Start of Input material
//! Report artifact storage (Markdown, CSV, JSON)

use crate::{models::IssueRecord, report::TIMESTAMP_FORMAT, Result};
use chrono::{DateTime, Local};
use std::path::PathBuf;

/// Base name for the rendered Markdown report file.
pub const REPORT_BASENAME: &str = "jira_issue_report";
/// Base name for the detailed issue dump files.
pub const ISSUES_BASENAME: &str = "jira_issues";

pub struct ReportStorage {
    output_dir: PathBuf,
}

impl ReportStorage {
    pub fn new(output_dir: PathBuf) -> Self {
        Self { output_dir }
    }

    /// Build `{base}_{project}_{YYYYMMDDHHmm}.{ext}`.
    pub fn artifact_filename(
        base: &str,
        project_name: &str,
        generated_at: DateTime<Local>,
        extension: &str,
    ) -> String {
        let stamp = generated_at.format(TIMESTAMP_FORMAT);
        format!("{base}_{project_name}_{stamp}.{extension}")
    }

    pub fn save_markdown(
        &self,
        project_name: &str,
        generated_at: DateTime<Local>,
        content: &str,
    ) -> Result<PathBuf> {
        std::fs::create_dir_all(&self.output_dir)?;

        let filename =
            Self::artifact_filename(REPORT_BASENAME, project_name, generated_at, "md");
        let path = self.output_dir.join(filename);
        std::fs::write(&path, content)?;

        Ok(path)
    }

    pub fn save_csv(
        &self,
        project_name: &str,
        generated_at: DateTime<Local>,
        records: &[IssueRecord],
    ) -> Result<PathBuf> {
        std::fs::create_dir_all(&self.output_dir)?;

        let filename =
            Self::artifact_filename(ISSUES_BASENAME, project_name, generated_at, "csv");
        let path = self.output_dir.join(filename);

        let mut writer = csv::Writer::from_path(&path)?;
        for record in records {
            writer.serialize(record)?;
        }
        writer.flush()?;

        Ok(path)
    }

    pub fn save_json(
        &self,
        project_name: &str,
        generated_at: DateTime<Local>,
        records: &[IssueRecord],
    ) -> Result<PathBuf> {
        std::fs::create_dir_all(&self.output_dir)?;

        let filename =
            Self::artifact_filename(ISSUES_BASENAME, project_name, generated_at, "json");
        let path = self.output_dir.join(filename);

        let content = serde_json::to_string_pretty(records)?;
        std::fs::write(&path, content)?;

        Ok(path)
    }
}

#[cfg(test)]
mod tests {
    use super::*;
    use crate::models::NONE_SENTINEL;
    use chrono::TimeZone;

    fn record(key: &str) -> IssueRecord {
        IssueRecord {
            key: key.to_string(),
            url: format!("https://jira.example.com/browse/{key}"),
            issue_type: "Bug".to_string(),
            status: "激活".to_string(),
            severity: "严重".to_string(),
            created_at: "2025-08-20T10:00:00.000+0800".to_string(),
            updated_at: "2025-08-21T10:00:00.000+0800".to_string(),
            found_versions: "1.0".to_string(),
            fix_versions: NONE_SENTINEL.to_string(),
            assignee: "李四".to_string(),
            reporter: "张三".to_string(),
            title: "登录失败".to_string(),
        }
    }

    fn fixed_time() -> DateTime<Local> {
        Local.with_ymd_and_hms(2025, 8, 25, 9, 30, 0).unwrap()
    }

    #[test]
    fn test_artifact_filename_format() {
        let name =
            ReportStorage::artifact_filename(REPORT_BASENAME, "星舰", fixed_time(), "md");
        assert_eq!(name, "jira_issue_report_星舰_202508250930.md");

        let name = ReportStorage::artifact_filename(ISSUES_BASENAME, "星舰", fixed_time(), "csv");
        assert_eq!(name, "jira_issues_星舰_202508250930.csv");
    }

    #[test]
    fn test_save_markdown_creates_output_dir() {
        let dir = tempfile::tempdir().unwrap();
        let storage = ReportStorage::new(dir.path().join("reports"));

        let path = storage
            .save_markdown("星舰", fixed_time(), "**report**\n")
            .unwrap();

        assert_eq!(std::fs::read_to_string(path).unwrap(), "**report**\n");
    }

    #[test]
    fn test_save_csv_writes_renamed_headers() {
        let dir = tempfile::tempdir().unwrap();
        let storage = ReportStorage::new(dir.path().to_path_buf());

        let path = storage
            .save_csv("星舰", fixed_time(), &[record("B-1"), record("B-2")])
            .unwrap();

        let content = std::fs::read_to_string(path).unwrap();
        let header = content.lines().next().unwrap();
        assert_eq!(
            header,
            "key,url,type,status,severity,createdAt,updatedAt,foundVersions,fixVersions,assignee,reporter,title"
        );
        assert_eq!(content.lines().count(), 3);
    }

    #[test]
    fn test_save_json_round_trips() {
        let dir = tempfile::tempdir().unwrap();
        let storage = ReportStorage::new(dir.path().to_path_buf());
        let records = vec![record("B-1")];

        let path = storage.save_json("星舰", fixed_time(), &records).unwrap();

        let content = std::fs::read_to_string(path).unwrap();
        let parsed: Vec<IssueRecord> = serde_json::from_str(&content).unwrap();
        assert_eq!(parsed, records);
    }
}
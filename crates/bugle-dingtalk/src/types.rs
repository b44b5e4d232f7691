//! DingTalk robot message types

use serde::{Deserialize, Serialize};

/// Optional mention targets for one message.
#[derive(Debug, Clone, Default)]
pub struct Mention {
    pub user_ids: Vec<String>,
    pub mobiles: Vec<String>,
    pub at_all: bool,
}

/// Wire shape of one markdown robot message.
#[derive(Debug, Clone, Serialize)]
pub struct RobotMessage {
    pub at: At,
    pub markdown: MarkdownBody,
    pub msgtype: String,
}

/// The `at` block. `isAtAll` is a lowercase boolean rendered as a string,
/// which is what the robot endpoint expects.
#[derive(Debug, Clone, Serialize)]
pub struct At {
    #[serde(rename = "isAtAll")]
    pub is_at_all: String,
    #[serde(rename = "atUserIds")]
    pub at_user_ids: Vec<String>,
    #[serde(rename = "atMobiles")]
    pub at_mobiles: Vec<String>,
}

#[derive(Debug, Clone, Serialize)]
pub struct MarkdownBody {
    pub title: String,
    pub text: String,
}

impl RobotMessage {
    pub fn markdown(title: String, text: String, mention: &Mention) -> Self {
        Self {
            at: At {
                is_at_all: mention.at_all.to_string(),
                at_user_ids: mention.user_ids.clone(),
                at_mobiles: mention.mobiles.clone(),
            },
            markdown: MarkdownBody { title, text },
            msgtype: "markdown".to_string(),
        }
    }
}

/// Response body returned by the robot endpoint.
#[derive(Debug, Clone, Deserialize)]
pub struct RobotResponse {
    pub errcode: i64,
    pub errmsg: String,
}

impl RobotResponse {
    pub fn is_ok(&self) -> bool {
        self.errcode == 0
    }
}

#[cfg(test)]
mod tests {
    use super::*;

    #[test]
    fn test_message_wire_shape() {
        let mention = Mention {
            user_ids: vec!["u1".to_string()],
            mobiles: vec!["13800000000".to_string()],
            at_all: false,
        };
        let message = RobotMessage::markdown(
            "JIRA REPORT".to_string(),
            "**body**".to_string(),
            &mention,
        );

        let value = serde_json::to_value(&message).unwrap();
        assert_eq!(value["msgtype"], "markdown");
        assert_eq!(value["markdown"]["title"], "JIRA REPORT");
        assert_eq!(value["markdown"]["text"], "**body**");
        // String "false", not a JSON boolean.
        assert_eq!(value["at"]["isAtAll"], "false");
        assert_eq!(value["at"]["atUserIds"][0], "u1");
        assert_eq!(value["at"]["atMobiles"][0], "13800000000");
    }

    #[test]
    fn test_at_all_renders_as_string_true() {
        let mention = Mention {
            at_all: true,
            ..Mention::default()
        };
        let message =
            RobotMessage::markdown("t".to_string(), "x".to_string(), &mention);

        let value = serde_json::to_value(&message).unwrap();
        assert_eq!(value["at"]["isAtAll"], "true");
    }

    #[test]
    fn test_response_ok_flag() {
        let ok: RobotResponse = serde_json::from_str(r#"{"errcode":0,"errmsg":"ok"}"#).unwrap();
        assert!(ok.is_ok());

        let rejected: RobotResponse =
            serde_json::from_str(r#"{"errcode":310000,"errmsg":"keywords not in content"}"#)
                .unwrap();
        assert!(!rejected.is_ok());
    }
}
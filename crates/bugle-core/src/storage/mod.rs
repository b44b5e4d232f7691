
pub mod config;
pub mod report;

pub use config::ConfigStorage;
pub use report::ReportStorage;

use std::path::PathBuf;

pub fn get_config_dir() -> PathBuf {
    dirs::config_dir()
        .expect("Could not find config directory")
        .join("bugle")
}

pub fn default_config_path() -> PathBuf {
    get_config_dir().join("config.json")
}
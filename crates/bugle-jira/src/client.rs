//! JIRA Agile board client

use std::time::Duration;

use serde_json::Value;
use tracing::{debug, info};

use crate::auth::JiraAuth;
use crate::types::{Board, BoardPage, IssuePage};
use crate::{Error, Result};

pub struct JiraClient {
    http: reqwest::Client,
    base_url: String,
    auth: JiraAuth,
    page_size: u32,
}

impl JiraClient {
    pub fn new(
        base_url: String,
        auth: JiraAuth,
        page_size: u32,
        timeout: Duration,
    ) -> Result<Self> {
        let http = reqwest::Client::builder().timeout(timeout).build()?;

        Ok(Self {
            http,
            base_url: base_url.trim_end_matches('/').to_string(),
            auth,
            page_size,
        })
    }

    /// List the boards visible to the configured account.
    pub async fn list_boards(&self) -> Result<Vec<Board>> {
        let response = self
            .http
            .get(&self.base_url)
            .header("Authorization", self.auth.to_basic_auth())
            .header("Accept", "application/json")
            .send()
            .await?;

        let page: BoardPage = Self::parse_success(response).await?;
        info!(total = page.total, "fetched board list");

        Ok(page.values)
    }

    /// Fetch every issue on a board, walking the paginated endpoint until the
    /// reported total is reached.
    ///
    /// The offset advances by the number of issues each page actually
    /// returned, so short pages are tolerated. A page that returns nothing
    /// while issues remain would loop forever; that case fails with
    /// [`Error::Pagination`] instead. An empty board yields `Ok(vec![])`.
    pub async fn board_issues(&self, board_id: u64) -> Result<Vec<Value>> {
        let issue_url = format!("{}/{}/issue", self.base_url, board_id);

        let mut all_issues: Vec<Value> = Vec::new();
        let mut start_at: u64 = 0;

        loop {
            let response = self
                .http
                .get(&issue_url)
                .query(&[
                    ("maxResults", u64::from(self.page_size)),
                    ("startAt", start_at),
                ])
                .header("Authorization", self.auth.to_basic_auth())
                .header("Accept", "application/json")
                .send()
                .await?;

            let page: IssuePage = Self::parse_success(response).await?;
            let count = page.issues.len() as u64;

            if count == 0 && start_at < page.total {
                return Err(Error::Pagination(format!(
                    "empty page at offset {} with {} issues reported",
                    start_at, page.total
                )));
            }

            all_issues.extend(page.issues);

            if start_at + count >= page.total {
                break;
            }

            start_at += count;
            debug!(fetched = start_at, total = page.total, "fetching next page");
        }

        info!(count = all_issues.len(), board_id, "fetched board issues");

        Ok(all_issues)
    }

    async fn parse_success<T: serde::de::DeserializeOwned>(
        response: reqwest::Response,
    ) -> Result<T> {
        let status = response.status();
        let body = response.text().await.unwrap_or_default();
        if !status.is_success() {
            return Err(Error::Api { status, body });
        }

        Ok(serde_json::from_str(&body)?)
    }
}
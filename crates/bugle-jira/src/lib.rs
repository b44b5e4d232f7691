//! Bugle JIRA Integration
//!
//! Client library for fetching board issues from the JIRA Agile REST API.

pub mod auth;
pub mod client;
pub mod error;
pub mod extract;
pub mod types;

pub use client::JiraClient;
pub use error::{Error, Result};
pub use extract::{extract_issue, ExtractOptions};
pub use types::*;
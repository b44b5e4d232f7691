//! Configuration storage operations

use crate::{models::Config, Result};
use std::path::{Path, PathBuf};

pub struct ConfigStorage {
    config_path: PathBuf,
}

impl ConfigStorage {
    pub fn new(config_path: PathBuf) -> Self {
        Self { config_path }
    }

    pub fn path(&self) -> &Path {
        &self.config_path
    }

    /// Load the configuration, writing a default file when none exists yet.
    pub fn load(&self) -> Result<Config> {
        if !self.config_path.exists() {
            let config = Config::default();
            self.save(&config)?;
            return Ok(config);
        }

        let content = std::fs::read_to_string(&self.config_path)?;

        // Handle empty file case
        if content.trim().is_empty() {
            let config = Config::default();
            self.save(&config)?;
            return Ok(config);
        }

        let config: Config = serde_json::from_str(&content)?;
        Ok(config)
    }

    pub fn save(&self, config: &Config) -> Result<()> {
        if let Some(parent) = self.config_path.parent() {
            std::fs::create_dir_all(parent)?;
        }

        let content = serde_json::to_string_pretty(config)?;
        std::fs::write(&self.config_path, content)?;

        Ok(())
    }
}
End of Input material
• **Instructions to follow**
Look through the material above and print exactly the lines from the one containing "pub use report::ReportStorage;" to the one containing "Agile board client", both included, and nothing more.

• **Written answer**
pub use report::ReportStorage;

use std::path::PathBuf;

pub fn get_config_dir() -> PathBuf {
    dirs::config_dir()
        .expect("Could not find config directory")
        .join("bugle")
}

pub fn default_config_path() -> PathBuf {
    get_config_dir().join("config.json")
}
filename crates/bugle-jira/src/client.rs
//! JIRA Agile board client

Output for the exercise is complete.